3) „10 % unangemessene ICU-Aufnahmen“ sind kein Bagatellwert.
Wenn Intensivmediziner retrospektiv selbst sagen, dass rund jede zehnte Aufnahme am Lebensende potenziell unangemessen war, dann reden wir nicht über Einzelfehler, sondern ein Muster. Schon klar, dass wir keine Hellseherei erwarten können, aber wenn retrospektiv der Nutzen minimal war, ist es legitim, daraus strukturelle Verbesserungsmöglichkeiten abzuleiten.
4) Ich schreibe nicht von Schuld, sondern von Optimierungspotenzial. Palliativteams sind gut. Onkologie ist gut. Was fehlt, ist angemessenes Timing. Das kann beinhalten frühere Advance Care Planning-Gespräche, frühere palliativmedizinische Mitbehandlung,
weniger Therapieversuche in Zonen, in denen der erwartete Netto-Nutzen minimal ist
In der internationalen Literatur nennt man das „aggressive end-of-life care“ bzw. „low-value care“. „Übertherapie“ ist nur die einfachere Übersetzung.
Mal kurz zusammengefasst:
Es geht nicht darum, aggressive Behandlung generell zu verurteilen, sondern darum, dass wir sie zu spät und zu häufig einsetzen. Nicht überall, nicht immer, aber systematisch häufiger, als es dem Patientenwohl in dieser Phase entspricht. Genau darauf weisen die Daten hin.
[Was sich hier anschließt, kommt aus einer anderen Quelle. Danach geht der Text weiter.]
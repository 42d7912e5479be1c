//! Timeline Model Definitions
//!
//! Defines the clip model and ordering/overlap helpers for the segment list.
//! Clips reference source material non-destructively: trimming only moves
//! the in/out bookkeeping, never the source itself.

mod engine;

pub use engine::*;

use serde::{Deserialize, Serialize};

use crate::types::{ClipId, SourceRef, TimeSec, TIME_EPSILON};

// =============================================================================
// Clip
// =============================================================================

/// Media segment on the timeline.
///
/// Invariant: `trim_start + trim_end + duration == source_duration`.
#[derive(Clone, Debug, PartialEq, Serialize, Deserialize)]
#[serde(rename_all = "camelCase")]
pub struct Clip {
    pub id: ClipId,
    /// Track the clip sits on (0 = topmost)
    pub track_index: usize,
    /// Start position on the timeline (seconds)
    pub start_time: TimeSec,
    /// Effective duration on the timeline (seconds)
    pub duration: TimeSec,
    /// Full duration of the referenced source (seconds), never altered
    pub source_duration: TimeSec,
    /// Source material hidden before the clip's in point (seconds)
    pub trim_start: TimeSec,
    /// Source material hidden after the clip's out point (seconds)
    pub trim_end: TimeSec,
    /// Opaque reference to the source asset, never altered
    pub source_ref: SourceRef,
}

impl Clip {
    /// Creates an untrimmed clip covering its whole source
    pub fn new(source_ref: &str, source_duration: TimeSec) -> Self {
        Self {
            id: ulid::Ulid::new().to_string(),
            track_index: 0,
            start_time: 0.0,
            duration: source_duration,
            source_duration,
            trim_start: 0.0,
            trim_end: 0.0,
            source_ref: source_ref.to_string(),
        }
    }

    /// Places the clip on a track
    pub fn on_track(mut self, track_index: usize) -> Self {
        self.track_index = track_index;
        self
    }

    /// Places the clip at a timeline position
    pub fn at(mut self, start_time: TimeSec) -> Self {
        self.start_time = start_time;
        self
    }

    /// Returns the end position on the timeline
    pub fn end_time(&self) -> TimeSec {
        self.start_time + self.duration
    }

    /// Checks if this clip overlaps another placement on the same track
    pub fn overlaps(&self, other: &Clip) -> bool {
        self.track_index == other.track_index
            && self.start_time < other.end_time() - TIME_EPSILON
            && self.end_time() > other.start_time + TIME_EPSILON
    }

    /// Checks if a timeline position falls inside this clip
    pub fn contains_time(&self, time: TimeSec) -> bool {
        time >= self.start_time && time <= self.end_time()
    }

    /// Source material still available for extending the in point
    pub fn head_room(&self) -> TimeSec {
        self.trim_start
    }

    /// Source material still available for extending the out point
    pub fn tail_room(&self) -> TimeSec {
        self.trim_end
    }

    /// True when the non-destructive bookkeeping adds up
    pub fn trim_sum_holds(&self) -> bool {
        (self.trim_start + self.trim_end + self.duration - self.source_duration).abs()
            <= TIME_EPSILON.max(self.source_duration * 1e-12)
    }
}

// =============================================================================
// Segment List Helpers
// =============================================================================

/// Sorts segments by track, then start time, then id for determinism
pub fn sort_segments(segments: &mut [Clip]) {
    segments.sort_by(|a, b| {
        a.track_index
            .cmp(&b.track_index)
            .then_with(|| a.start_time.total_cmp(&b.start_time))
            .then_with(|| a.id.cmp(&b.id))
    });
}

/// Finds a clip by id
pub fn find_clip<'a>(segments: &'a [Clip], clip_id: &str) -> Option<&'a Clip> {
    segments.iter().find(|c| c.id == clip_id)
}

/// Finds a clip by id, mutable
pub fn find_clip_mut<'a>(segments: &'a mut [Clip], clip_id: &str) -> Option<&'a mut Clip> {
    segments.iter_mut().find(|c| c.id == clip_id)
}

/// Finds the first clip overlapping `candidate` on its track, ignoring `ignore_id`
pub fn find_overlap<'a>(
    segments: &'a [Clip],
    candidate: &Clip,
    ignore_id: Option<&str>,
) -> Option<&'a Clip> {
    segments.iter().find(|existing| {
        if ignore_id.is_some_and(|id| id == existing.id) {
            return false;
        }
        existing.overlaps(candidate)
    })
}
Interessant, sich mal wieder damit zu beschäftigen. Ich hatte das in der Diabetes Forschung als Querverweis genutzt.
Der Ursprung war ja eigentlich die Kostenseite. Dann drehen wir es mal um. Ich hatte die beiden größten Hebel genannt, wo wir wir im internationalen Vergleich viel einsetzen und keine Vorteile im Effekt sehen. Wo würdest Du denn ansetzen?